■ **Working data**
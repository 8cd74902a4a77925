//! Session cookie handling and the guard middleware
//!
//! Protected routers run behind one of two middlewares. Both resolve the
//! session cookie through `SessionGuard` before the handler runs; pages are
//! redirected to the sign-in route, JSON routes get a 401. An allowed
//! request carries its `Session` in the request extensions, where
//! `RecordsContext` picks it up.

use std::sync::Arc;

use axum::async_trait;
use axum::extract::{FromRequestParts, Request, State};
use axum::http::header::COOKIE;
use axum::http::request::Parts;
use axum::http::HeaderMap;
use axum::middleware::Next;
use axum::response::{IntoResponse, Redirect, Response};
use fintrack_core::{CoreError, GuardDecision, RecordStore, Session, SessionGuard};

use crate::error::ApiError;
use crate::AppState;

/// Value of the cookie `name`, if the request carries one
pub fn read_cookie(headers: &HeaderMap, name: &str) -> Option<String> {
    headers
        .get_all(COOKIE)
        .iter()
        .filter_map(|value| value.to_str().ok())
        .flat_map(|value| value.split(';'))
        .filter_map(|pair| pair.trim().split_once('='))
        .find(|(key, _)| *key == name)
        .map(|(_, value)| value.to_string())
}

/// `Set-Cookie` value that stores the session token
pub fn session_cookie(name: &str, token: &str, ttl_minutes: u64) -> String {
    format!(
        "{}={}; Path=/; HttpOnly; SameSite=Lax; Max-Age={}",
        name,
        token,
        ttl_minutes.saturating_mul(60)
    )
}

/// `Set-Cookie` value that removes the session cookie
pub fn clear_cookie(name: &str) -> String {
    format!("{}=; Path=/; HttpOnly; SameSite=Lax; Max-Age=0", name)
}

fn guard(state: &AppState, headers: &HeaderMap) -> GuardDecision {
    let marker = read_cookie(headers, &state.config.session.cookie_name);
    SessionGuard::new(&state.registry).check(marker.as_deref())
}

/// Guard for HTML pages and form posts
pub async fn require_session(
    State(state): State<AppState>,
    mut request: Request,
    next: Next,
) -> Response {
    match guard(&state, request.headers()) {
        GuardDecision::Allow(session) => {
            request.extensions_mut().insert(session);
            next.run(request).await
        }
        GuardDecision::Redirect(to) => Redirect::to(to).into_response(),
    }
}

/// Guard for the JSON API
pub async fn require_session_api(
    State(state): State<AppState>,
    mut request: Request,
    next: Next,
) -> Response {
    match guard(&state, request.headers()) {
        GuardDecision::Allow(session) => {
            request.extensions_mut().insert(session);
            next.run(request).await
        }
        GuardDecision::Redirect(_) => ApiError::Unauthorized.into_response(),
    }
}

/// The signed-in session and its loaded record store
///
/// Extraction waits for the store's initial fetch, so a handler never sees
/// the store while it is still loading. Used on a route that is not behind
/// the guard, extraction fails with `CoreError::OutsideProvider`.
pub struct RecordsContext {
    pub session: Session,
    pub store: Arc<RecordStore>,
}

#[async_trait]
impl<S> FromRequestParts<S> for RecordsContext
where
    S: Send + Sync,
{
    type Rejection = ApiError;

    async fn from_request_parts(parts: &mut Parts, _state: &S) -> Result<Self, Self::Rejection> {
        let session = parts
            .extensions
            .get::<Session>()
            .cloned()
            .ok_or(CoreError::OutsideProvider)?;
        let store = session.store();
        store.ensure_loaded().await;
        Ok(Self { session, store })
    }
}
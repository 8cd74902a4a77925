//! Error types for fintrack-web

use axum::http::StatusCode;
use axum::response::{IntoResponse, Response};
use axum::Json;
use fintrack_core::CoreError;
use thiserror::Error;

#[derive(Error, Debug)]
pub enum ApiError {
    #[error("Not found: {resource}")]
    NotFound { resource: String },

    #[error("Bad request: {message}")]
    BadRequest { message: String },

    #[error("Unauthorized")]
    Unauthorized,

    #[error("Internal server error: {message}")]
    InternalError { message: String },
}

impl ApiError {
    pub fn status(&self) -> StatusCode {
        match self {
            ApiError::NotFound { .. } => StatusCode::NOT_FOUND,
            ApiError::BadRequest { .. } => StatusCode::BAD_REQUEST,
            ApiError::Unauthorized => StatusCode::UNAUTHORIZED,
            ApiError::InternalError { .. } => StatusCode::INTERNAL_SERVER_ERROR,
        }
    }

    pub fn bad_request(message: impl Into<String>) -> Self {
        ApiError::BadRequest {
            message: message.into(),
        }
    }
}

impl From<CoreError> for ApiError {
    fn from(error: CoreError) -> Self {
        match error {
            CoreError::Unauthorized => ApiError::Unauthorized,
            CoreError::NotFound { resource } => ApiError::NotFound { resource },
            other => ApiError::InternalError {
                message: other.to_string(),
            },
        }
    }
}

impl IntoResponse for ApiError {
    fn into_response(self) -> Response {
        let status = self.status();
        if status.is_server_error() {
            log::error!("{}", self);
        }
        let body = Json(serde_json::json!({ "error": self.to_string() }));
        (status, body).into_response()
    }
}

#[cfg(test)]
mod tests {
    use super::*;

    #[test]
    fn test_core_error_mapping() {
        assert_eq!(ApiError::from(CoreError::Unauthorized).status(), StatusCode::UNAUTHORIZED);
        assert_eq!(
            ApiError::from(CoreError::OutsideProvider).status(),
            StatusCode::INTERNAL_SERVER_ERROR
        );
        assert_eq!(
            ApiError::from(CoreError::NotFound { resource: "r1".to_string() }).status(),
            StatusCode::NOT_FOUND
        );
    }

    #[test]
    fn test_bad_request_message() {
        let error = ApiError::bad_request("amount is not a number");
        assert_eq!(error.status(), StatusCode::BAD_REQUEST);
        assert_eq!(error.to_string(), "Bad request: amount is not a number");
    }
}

■ **Exercise instructions**
Output the data once more, exactly as given.

■ **Output for this exercise**
repository 8cd74902a4a77925
//! Session cookie handling and the guard middleware
//!
//! Protected routers run behind one of two middlewares. Both resolve the
//! session cookie through `SessionGuard` before the handler runs; pages are
//! redirected to the sign-in route, JSON routes get a 401. An allowed
//! request carries its `Session` in the request extensions, where
//! `RecordsContext` picks it up.

use std::sync::Arc;

use axum::async_trait;
use axum::extract::{FromRequestParts, Request, State};
use axum::http::header::COOKIE;
use axum::http::request::Parts;
use axum::http::HeaderMap;
use axum::middleware::Next;
use axum::response::{IntoResponse, Redirect, Response};
use fintrack_core::{CoreError, GuardDecision, RecordStore, Session, SessionGuard};

use crate::error::ApiError;
use crate::AppState;

/// Value of the cookie `name`, if the request carries one
pub fn read_cookie(headers: &HeaderMap, name: &str) -> Option<String> {
    headers
        .get_all(COOKIE)
        .iter()
        .filter_map(|value| value.to_str().ok())
        .flat_map(|value| value.split(';'))
        .filter_map(|pair| pair.trim().split_once('='))
        .find(|(key, _)| *key == name)
        .map(|(_, value)| value.to_string())
}

/// `Set-Cookie` value that stores the session token
pub fn session_cookie(name: &str, token: &str, ttl_minutes: u64) -> String {
    format!(
        "{}={}; Path=/; HttpOnly; SameSite=Lax; Max-Age={}",
        name,
        token,
        ttl_minutes.saturating_mul(60)
    )
}

/// `Set-Cookie` value that removes the session cookie
pub fn clear_cookie(name: &str) -> String {
    format!("{}=; Path=/; HttpOnly; SameSite=Lax; Max-Age=0", name)
}

fn guard(state: &AppState, headers: &HeaderMap) -> GuardDecision {
    let marker = read_cookie(headers, &state.config.session.cookie_name);
    SessionGuard::new(&state.registry).check(marker.as_deref())
}

/// Guard for HTML pages and form posts
pub async fn require_session(
    State(state): State<AppState>,
    mut request: Request,
    next: Next,
) -> Response {
    match guard(&state, request.headers()) {
        GuardDecision::Allow(session) => {
            request.extensions_mut().insert(session);
            next.run(request).await
        }
        GuardDecision::Redirect(to) => Redirect::to(to).into_response(),
    }
}

/// Guard for the JSON API
pub async fn require_session_api(
    State(state): State<AppState>,
    mut request: Request,
    next: Next,
) -> Response {
    match guard(&state, request.headers()) {
        GuardDecision::Allow(session) => {
            request.extensions_mut().insert(session);
            next.run(request).await
        }
        GuardDecision::Redirect(_) => ApiError::Unauthorized.into_response(),
    }
}

/// The signed-in session and its loaded record store
///
/// Extraction waits for the store's initial fetch, so a handler never sees
/// the store while it is still loading. Used on a route that is not behind
/// the guard, extraction fails with `CoreError::OutsideProvider`.
pub struct RecordsContext {
    pub session: Session,
    pub store: Arc<RecordStore>,
}

#[async_trait]
impl<S> FromRequestParts<S> for RecordsContext
where
    S: Send + Sync,
{
    type Rejection = ApiError;

    async fn from_request_parts(parts: &mut Parts, _state: &S) -> Result<Self, Self::Rejection> {
        let session = parts
            .extensions
            .get::<Session>()
            .cloned()
            .ok_or(CoreError::OutsideProvider)?;
        let store = session.store();
        store.ensure_loaded().await;
        Ok(Self { session, store })
    }
}
repository 8cd74902a4a77925
//! Error types for fintrack-web

use axum::http::StatusCode;
use axum::response::{IntoResponse, Response};
use axum::Json;
use fintrack_core::CoreError;
use thiserror::Error;

#[derive(Error, Debug)]
pub enum ApiError {
    #[error("Not found: {resource}")]
    NotFound { resource: String },

    #[error("Bad request: {message}")]
    BadRequest { message: String },

    #[error("Unauthorized")]
    Unauthorized,

    #[error("Internal server error: {message}")]
    InternalError { message: String },
}

impl ApiError {
    pub fn status(&self) -> StatusCode {
        match self {
            ApiError::NotFound { .. } => StatusCode::NOT_FOUND,
            ApiError::BadRequest { .. } => StatusCode::BAD_REQUEST,
            ApiError::Unauthorized => StatusCode::UNAUTHORIZED,
            ApiError::InternalError { .. } => StatusCode::INTERNAL_SERVER_ERROR,
        }
    }

    pub fn bad_request(message: impl Into<String>) -> Self {
        ApiError::BadRequest {
            message: message.into(),
        }
    }
}

impl From<CoreError> for ApiError {
    fn from(error: CoreError) -> Self {
        match error {
            CoreError::Unauthorized => ApiError::Unauthorized,
            CoreError::NotFound { resource } => ApiError::NotFound { resource },
            other => ApiError::InternalError {
                message: other.to_string(),
            },
        }
    }
}

impl IntoResponse for ApiError {
    fn into_response(self) -> Response {
        let status = self.status();
        if status.is_server_error() {
            log::error!("{}", self);
        }
        let body = Json(serde_json::json!({ "error": self.to_string() }));
        (status, body).into_response()
    }
}

#[cfg(test)]
mod tests {
    use super::*;

    #[test]
    fn test_core_error_mapping() {
        assert_eq!(ApiError::from(CoreError::Unauthorized).status(), StatusCode::UNAUTHORIZED);
        assert_eq!(
            ApiError::from(CoreError::OutsideProvider).status(),
            StatusCode::INTERNAL_SERVER_ERROR
        );
        assert_eq!(
            ApiError::from(CoreError::NotFound { resource: "r1".to_string() }).status(),
            StatusCode::NOT_FOUND
        );
    }

    #[test]
    fn test_bad_request_message() {
        let error = ApiError::bad_request("amount is not a number");
        assert_eq!(error.status(), StatusCode::BAD_REQUEST);
        assert_eq!(error.to_string(), "Bad request: amount is not a number");
    }
}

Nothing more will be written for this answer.